The Plurality: a Better Myth for AI
How evolution reveals the infinite power of adaptive intelligence
TLDR - “The Singularity” is the founding myth of AI, promising infinite intelligence that transcends all constraints. But intelligence never works this way. “The Plurality” offers a new myth based on how intelligence actually manifests at scale—by transforming constraints into engines of infinite possibility.
The myth of the Singularity
A single myth sits at the foundation of the entire AI discourse, and it goes like this:
First, machines begin to recursively self-improve.
Second, exponential feedback triggers an intelligence explosion.
Finally, we get superintelligence—a silicon god that makes human cognition look like we've been banging rocks together this whole time.
This is the Singularity—the myth of fast takeoffs, paperclip maximizers, and "value alignment." In the Singularity, intelligence is something that can be scaled to infinity, until it becomes indistinguishable from power.
For humans, there's a good version and bad version of the Singularity. In the good version, AI remains aligned to human values and ushers in utopia where everyone becomes rich and death becomes optional. In the bad version, humans are left in the dust as machine intelligence zooms beyond our control and goes on to conquer the universe.

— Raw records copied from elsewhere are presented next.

//! Article catalog introspection.
//!
//! The catalog is owned by the ingestion side and its optional columns vary
//! between deployments. Each run reads `information_schema` once and builds
//! its queries from whatever columns actually exist, so a missing optional
//! column narrows the search instead of failing it.

use std::collections::HashSet;

use chrono::{DateTime, Utc};
use sqlx::{PgPool, Postgres, QueryBuilder};

use newswire_common::error::DispatchError;
use newswire_common::types::SavedSearch;

/// Columns without which no article can be matched or rendered.
const REQUIRED_ARTICLE_COLUMNS: &[&str] = &["id", "title", "url", "created_at"];

/// Tables the dispatcher writes to.
const DELIVERY_TABLES: &[&str] = &["alert_deliveries", "alert_delivery_cursors"];

/// Longest slice of full content pulled in when an article has no summary.
const CONTENT_PREVIEW_CHARS: u32 = 1000;

/// Snapshot of which optional catalog columns exist.
#[derive(Debug, Clone, Default)]
pub struct CatalogSchema {
    columns: HashSet<String>,
    sources_table: bool,
}

impl CatalogSchema {
    /// Read the `articles` columns and check for a `sources` table.
    pub async fn introspect(pool: &PgPool) -> Result<Self, DispatchError> {
        let columns: Vec<(String,)> = sqlx::query_as(
            r#"
            SELECT column_name::text
            FROM information_schema.columns
            WHERE table_schema = current_schema()
              AND table_name = 'articles'
            "#,
        )
        .fetch_all(pool)
        .await?;

        let sources_table = table_exists(pool, "sources").await?;
        let schema = Self::from_columns(columns.into_iter().map(|(c,)| c), sources_table);
        schema.ensure_required()?;

        tracing::info!(
            columns = schema.columns.len(),
            search_tsv = schema.has("search_tsv"),
            published_at = schema.has("published_at"),
            sources_table = schema.sources_table,
            "Article catalog introspected"
        );

        Ok(schema)
    }

    pub fn from_columns<I, S>(columns: I, sources_table: bool) -> Self
    where
        I: IntoIterator<Item = S>,
        S: Into<String>,
    {
        Self {
            columns: columns.into_iter().map(Into::into).collect(),
            sources_table,
        }
    }

    pub fn has(&self, column: &str) -> bool {
        self.columns.contains(column)
    }

    pub fn ensure_required(&self) -> Result<(), DispatchError> {
        for column in REQUIRED_ARTICLE_COLUMNS {
            if !self.has(column) {
                return Err(DispatchError::Schema(format!("articles.{} missing", column)));
            }
        }
        Ok(())
    }

    /// Publication time, falling back to ingestion time.
    fn ts_expr(&self) -> &'static str {
        if self.has("published_at") {
            "COALESCE(a.published_at, a.created_at)"
        } else {
            "a.created_at"
        }
    }

    fn joins_sources(&self) -> bool {
        self.sources_table && self.has("source_id")
    }

    fn category_expr(&self) -> Option<&'static str> {
        if self.has("category_guess") {
            Some("a.category_guess")
        } else if self.has("category") {
            Some("a.category")
        } else {
            None
        }
    }

    fn summary_expr(&self) -> String {
        let mut parts = Vec::new();
        if self.has("summary") {
            parts.push("a.summary".to_string());
        }
        for column in ["content_clean", "content"] {
            if self.has(column) {
                parts.push(format!("LEFT(a.{}, {})", column, CONTENT_PREVIEW_CHARS));
            }
        }
        coalesce(parts)
    }

    fn source_name_expr(&self) -> String {
        let mut parts = Vec::new();
        if self.joins_sources() {
            parts.push("s.name".to_string());
        }
        for column in ["source_name", "source"] {
            if self.has(column) {
                parts.push(format!("a.{}", column));
            }
        }
        coalesce(parts)
    }

    /// Columns searched by substring when no full-text index exists.
    fn text_search_columns(&self) -> Vec<&'static str> {
        let mut cols = vec!["a.title"];
        for (column, expr) in [
            ("summary", "a.summary"),
            ("content_clean", "a.content_clean"),
            ("content", "a.content"),
            ("translated_content", "a.translated_content"),
        ] {
            if self.has(column) {
                cols.push(expr);
            }
        }
        cols
    }

    fn source_filter_exprs(&self) -> Vec<&'static str> {
        let mut exprs = Vec::new();
        if self.has("source_name") {
            exprs.push("a.source_name");
        }
        if self.has("source") {
            exprs.push("a.source");
        }
        if self.has("source_id") {
            exprs.push("a.source_id::text");
        }
        if self.joins_sources() {
            exprs.push("s.name");
        }
        exprs
    }

    fn push_select(&self, qb: &mut QueryBuilder<'static, Postgres>) {
        qb.push("SELECT a.id::bigint AS id, a.title::text AS title, a.url::text AS url, ");
        qb.push(self.summary_expr());
        qb.push(" AS summary, ");
        qb.push(self.category_expr().unwrap_or("NULL::text"));
        qb.push(" AS category, ");
        qb.push(self.source_name_expr());
        qb.push(" AS source_name, (");
        qb.push(self.ts_expr());
        qb.push(")::timestamptz AS published_at FROM articles a ");
        if self.joins_sources() {
            qb.push("LEFT JOIN sources s ON s.id::text = a.source_id::text ");
        }
    }

    /// Query for a saved search's matches newer than `resume`, newest first.
    ///
    /// Without a resume point the search's own lookback window applies.
    pub fn match_query(
        &self,
        search: &SavedSearch,
        resume: Option<DateTime<Utc>>,
        limit: i64,
    ) -> QueryBuilder<'static, Postgres> {
        let ts = self.ts_expr();
        let mut qb = QueryBuilder::new("");
        self.push_select(&mut qb);

        qb.push("WHERE ");
        qb.push(ts);
        match resume {
            Some(start) => {
                qb.push(" >= ");
                qb.push_bind(start);
            }
            None => {
                qb.push(" >= now() - make_interval(days => ");
                qb.push_bind(search.days.max(1));
                qb.push(")");
            }
        }

        let query = search.query.trim();
        if !query.is_empty() {
            if self.has("search_tsv") {
                qb.push(" AND a.search_tsv @@ websearch_to_tsquery('english', ");
                qb.push_bind(query.to_string());
                qb.push(")");
            } else {
                let pattern = like_pattern(query);
                qb.push(" AND (");
                {
                    let mut any = qb.separated(" OR ");
                    for column in self.text_search_columns() {
                        any.push(format!("{} ILIKE ", column));
                        any.push_bind_unseparated(pattern.clone());
                    }
                }
                qb.push(")");
            }
        }

        // Category equality ignores case: ingestion writes "Energy" and
        // "energy" alike, and a search for either must see both.
        if let Some(category) = non_blank(search.category.as_deref()) {
            match self.category_expr() {
                Some(expr) => {
                    qb.push(format!(" AND lower({}) = lower(", expr));
                    qb.push_bind(category.to_string());
                    qb.push(")");
                }
                None => tracing::debug!(
                    saved_search_id = %search.id,
                    "Catalog has no category column, category filter ignored"
                ),
            }
        }

        if let Some(source) = non_blank(search.source.as_deref()) {
            let exprs = self.source_filter_exprs();
            if exprs.is_empty() {
                tracing::debug!(
                    saved_search_id = %search.id,
                    "Catalog has no source column, source filter ignored"
                );
            } else {
                let pattern = like_pattern(source);
                qb.push(" AND (");
                {
                    let mut any = qb.separated(" OR ");
                    for expr in exprs {
                        any.push(format!("{} ILIKE ", expr));
                        any.push_bind_unseparated(pattern.clone());
                    }
                }
                qb.push(")");
            }
        }

        qb.push(" ORDER BY ");
        qb.push(ts);
        qb.push(" DESC, a.id DESC LIMIT ");
        qb.push_bind(limit);
        qb
    }

    /// Query for a single article by id.
    pub fn article_query(&self, article_id: i64) -> QueryBuilder<'static, Postgres> {
        let mut qb = QueryBuilder::new("");
        self.push_select(&mut qb);
        qb.push("WHERE a.id = ");
        qb.push_bind(article_id);
        qb
    }
}

/// Fail the run early when the delivery tables have not been migrated.
pub async fn ensure_delivery_tables(pool: &PgPool) -> Result<(), DispatchError> {
    for table in DELIVERY_TABLES {
        if !table_exists(pool, table).await? {
            return Err(DispatchError::Schema(format!(
                "{} table missing (run migrations)",
                table
            )));
        }
    }
    Ok(())
}

async fn table_exists(pool: &PgPool, table: &str) -> Result<bool, DispatchError> {
    let (exists,): (bool,) = sqlx::query_as(
        r#"
        SELECT EXISTS (
            SELECT 1
            FROM information_schema.tables
            WHERE table_schema = current_schema()
              AND table_name = $1
        )
        "#,
    )
    .bind(table)
    .fetch_one(pool)
    .await?;

    Ok(exists)
}

fn coalesce(parts: Vec<String>) -> String {
    match parts.len() {
        0 => "NULL::text".to_string(),
        1 => parts.into_iter().next().unwrap_or_default(),
        _ => format!("COALESCE({})", parts.join(", ")),
    }
}

fn non_blank(value: Option<&str>) -> Option<&str> {
    value.map(str::trim).filter(|v| !v.is_empty())
}

/// Wrap a user string for a substring `ILIKE`, escaping its wildcards.
pub fn like_pattern(raw: &str) -> String {
    let escaped = raw
        .replace('\\', "\\\\")
        .replace('%', "\\%")
        .replace('_', "\\_");
    format!("%{}%", escaped)
}

#[cfg(test)]
mod tests {
    use super::*;
    use uuid::Uuid;

    fn minimal() -> CatalogSchema {
        CatalogSchema::from_columns(["id", "title", "url", "created_at"], false)
    }

    fn full() -> CatalogSchema {
        CatalogSchema::from_columns(
            [
                "id",
                "title",
                "url",
                "created_at",
                "published_at",
                "summary",
                "content",
                "category_guess",
                "source_id",
                "source_name",
            ],
            true,
        )
    }

    fn search(query: &str, category: Option<&str>, source: Option<&str>) -> SavedSearch {
        SavedSearch {
            id: Uuid::new_v4(),
            user_id: Uuid::new_v4(),
            name: Some("Energy".to_string()),
            query: query.to_string(),
            days: 7,
            category: category.map(str::to_string),
            source: source.map(str::to_string),
        }
    }

    #[test]
    fn test_required_columns() {
        assert!(minimal().ensure_required().is_ok());
        let broken = CatalogSchema::from_columns(["id", "title", "url"], false);
        assert!(matches!(
            broken.ensure_required(),
            Err(DispatchError::Schema(msg)) if msg.contains("created_at")
        ));
    }

    #[test]
    fn test_minimal_schema_degrades() {
        let qb = minimal().match_query(&search("oil", Some("energy"), Some("reuters")), None, 50);
        let sql = qb.sql();
        assert!(sql.contains("NULL::text AS summary"));
        assert!(sql.contains("NULL::text AS category"));
        assert!(sql.contains("a.created_at >= now() - make_interval(days => $1)"));
        assert!(sql.contains("a.title ILIKE $2"));
        assert!(!sql.contains("lower("));
        assert!(!sql.contains("LEFT JOIN sources"));
        assert!(sql.ends_with("LIMIT $3"));
    }

    #[test]
    fn test_full_schema_uses_every_column() {
        let resume = Utc::now();
        let qb = full().match_query(&search("oil", Some("energy"), Some("reuters")), Some(resume), 50);
        let sql = qb.sql();
        assert!(sql.contains("COALESCE(a.published_at, a.created_at) >= $1"));
        assert!(sql.contains("a.summary ILIKE $3"));
        assert!(sql.contains("a.content ILIKE $4"));
        assert!(sql.contains("lower(a.category_guess) = lower($5)"));
        assert!(sql.contains("s.name ILIKE"));
        assert!(sql.contains("LEFT JOIN sources s"));
        assert!(sql.contains("COALESCE(s.name, a.source_name) AS source_name"));
    }

    #[test]
    fn test_category_match_ignores_case() {
        let qb = full().match_query(&search("", Some("Energy"), None), None, 10);
        let sql = qb.sql();
        assert!(sql.contains("AND lower(a.category_guess) = lower($"));
        assert!(!sql.contains("a.category_guess = $"));
    }

    #[test]
    fn test_full_text_index_preferred() {
        let schema = CatalogSchema::from_columns(
            ["id", "title", "url", "created_at", "search_tsv", "summary"],
            false,
        );
        let qb = schema.match_query(&search("oil tender", None, None), None, 10);
        let sql = qb.sql();
        assert!(sql.contains("websearch_to_tsquery('english', $2)"));
        assert!(!sql.contains("ILIKE"));
        assert!(sql.contains("ORDER BY a.created_at DESC"));
    }

    #[test]
    fn test_empty_query_matches_all() {
        let qb = full().match_query(&search("  ", None, None), None, 10);
        let sql = qb.sql();
        assert!(!sql.contains("ILIKE"));
        assert!(!sql.contains("tsquery"));
    }

    #[test]
    fn test_article_query() {
        let qb = full().article_query(7);
        assert!(qb.sql().ends_with("WHERE a.id = $1"));
    }

    #[test]
    fn test_like_pattern_escapes_wildcards() {
        assert_eq!(like_pattern("50%_off"), "%50\\%\\_off%");
        assert_eq!(like_pattern("oil"), "%oil%");
    }
}
//! Delivery claimer: turns matches into uniquely-keyed PENDING deliveries.
//!
//! Claiming happens in two phases:
//! 1. One bulk lookup drops matches whose dedupe key this owner already
//!    received (or has queued) on the same channel within the dedupe window.
//! 2. Survivors are inserted with `ON CONFLICT (alert_id, article_id, channel)
//!    DO NOTHING`, so a re-match or a racing sweep degrades to a no-op.
//!
//! All inserts for one alert share a transaction; the cursor only moves after
//! it commits.

use std::collections::HashSet;

use sqlx::PgPool;
use uuid::Uuid;

use newswire_common::error::DispatchError;
use newswire_common::text::truncate_chars;
use newswire_common::types::{Alert, Priority, UserPreferences};

/// One match ready to be claimed.
#[derive(Debug, Clone)]
pub struct ClaimCandidate {
    pub article_id: i64,
    pub dedupe_key: String,
    pub normalized_url: Option<String>,
}

/// What happened to a batch of candidates.
#[derive(Debug, Clone, Copy, Default, PartialEq, Eq)]
pub struct ClaimOutcome {
    /// New PENDING deliveries.
    pub claimed: u32,
    /// Skipped because the owner saw the same story recently.
    pub recent_duplicates: u32,
    /// Skipped because the alert's channel is disabled for the owner.
    pub channel_disabled: u32,
    /// Already claimed earlier for this (alert, article, channel).
    pub already_claimed: u32,
}

impl ClaimOutcome {
    pub fn skipped(&self) -> u32 {
        self.recent_duplicates + self.channel_disabled + self.already_claimed
    }
}

/// Idempotent delivery creation.
pub struct DeliveryClaimer;

impl DeliveryClaimer {
    /// Claim deliveries for `alert` on its own channel.
    pub async fn claim(
        pool: &PgPool,
        alert: &Alert,
        prefs: &UserPreferences,
        priority: Priority,
        candidates: &[ClaimCandidate],
    ) -> Result<ClaimOutcome, DispatchError> {
        let mut outcome = ClaimOutcome::default();
        if candidates.is_empty() {
            return Ok(outcome);
        }

        let keys: Vec<String> = candidates.iter().map(|c| c.dedupe_key.clone()).collect();
        let recent = Self::recent_keys(
            pool,
            alert.user_id,
            &alert.channel,
            &keys,
            prefs.dedupe_window_sec,
        )
        .await?;

        let channel_enabled = prefs.channel_enabled(&alert.channel);
        let mut tx = pool.begin().await?;

        for candidate in candidates {
            if recent.contains(&candidate.dedupe_key) {
                tracing::debug!(
                    user_id = %alert.user_id,
                    channel = %alert.channel,
                    dedupe_key = %truncate_chars(&candidate.dedupe_key, 120),
                    reason = "recent_duplicate",
                    "Dedupe skip"
                );
                outcome.recent_duplicates += 1;
                continue;
            }

            if !channel_enabled {
                tracing::debug!(
                    user_id = %alert.user_id,
                    channel = %alert.channel,
                    reason = "disabled",
                    "Channel skip"
                );
                outcome.channel_disabled += 1;
                continue;
            }

            let inserted: Option<(Uuid,)> = sqlx::query_as(
                r#"
                INSERT INTO alert_deliveries (
                  id, alert_id, user_id, article_id, channel, status,
                  attempt_count, next_attempt_at, queued_at, queued_at_is_estimated,
                  dedupe_key, normalized_url, priority, created_at
                )
                VALUES ($1, $2, $3, $4, $5, 'PENDING', 0, now(), now(), false, $6, $7, $8, now())
                ON CONFLICT (alert_id, article_id, channel) DO NOTHING
                RETURNING id
                "#,
            )
            .bind(Uuid::new_v4())
            .bind(alert.id)
            .bind(alert.user_id)
            .bind(candidate.article_id)
            .bind(&alert.channel)
            .bind(&candidate.dedupe_key)
            .bind(candidate.normalized_url.as_deref())
            .bind(priority.as_str())
            .fetch_optional(&mut *tx)
            .await?;

            if inserted.is_some() {
                outcome.claimed += 1;
            } else {
                outcome.already_claimed += 1;
            }
        }

        tx.commit().await?;

        if outcome.channel_disabled > 0 {
            tracing::info!(
                alert_id = %alert.id,
                user_id = %alert.user_id,
                channel = %alert.channel,
                skipped = outcome.channel_disabled,
                "Channel disabled for owner, matches not queued"
            );
        }

        Ok(outcome)
    }

    /// Dedupe keys this owner already has on `channel` within the window.
    pub async fn recent_keys(
        pool: &PgPool,
        user_id: Uuid,
        channel: &str,
        keys: &[String],
        window_sec: i64,
    ) -> Result<HashSet<String>, DispatchError> {
        if keys.is_empty() {
            return Ok(HashSet::new());
        }

        let rows: Vec<(String,)> = sqlx::query_as(
            r#"
            SELECT DISTINCT dedupe_key
            FROM alert_deliveries
            WHERE user_id = $1
              AND channel = $2
              AND dedupe_key = ANY($3)
              AND created_at >= now() - make_interval(secs => $4)
              AND status IN ('PENDING', 'FAILED', 'SENT')
            "#,
        )
        .bind(user_id)
        .bind(channel)
        .bind(keys)
        .bind(window_sec as f64)
        .fetch_all(pool)
        .await?;

        Ok(rows.into_iter().map(|(k,)| k).collect())
    }
}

As myths go, it checks all the boxes. It has apocalyptic stakes. It has promises of Promethean transcendence. It has warnings of Faustian bargains with powers we can’t comprehend. But the Singularity aspires for more. It strives to be the myth that ends all myths by delivering the ultimate human desire—pure autonomy and total control. If only we can align it, infinite intelligence promises to conquer nature, disease, and death itself.
And like all great myths, the Singularity transforms our own self-understanding. Humanity is not just one more evolutionary accident. Through the Singularity, humanity triggers evolution's completion.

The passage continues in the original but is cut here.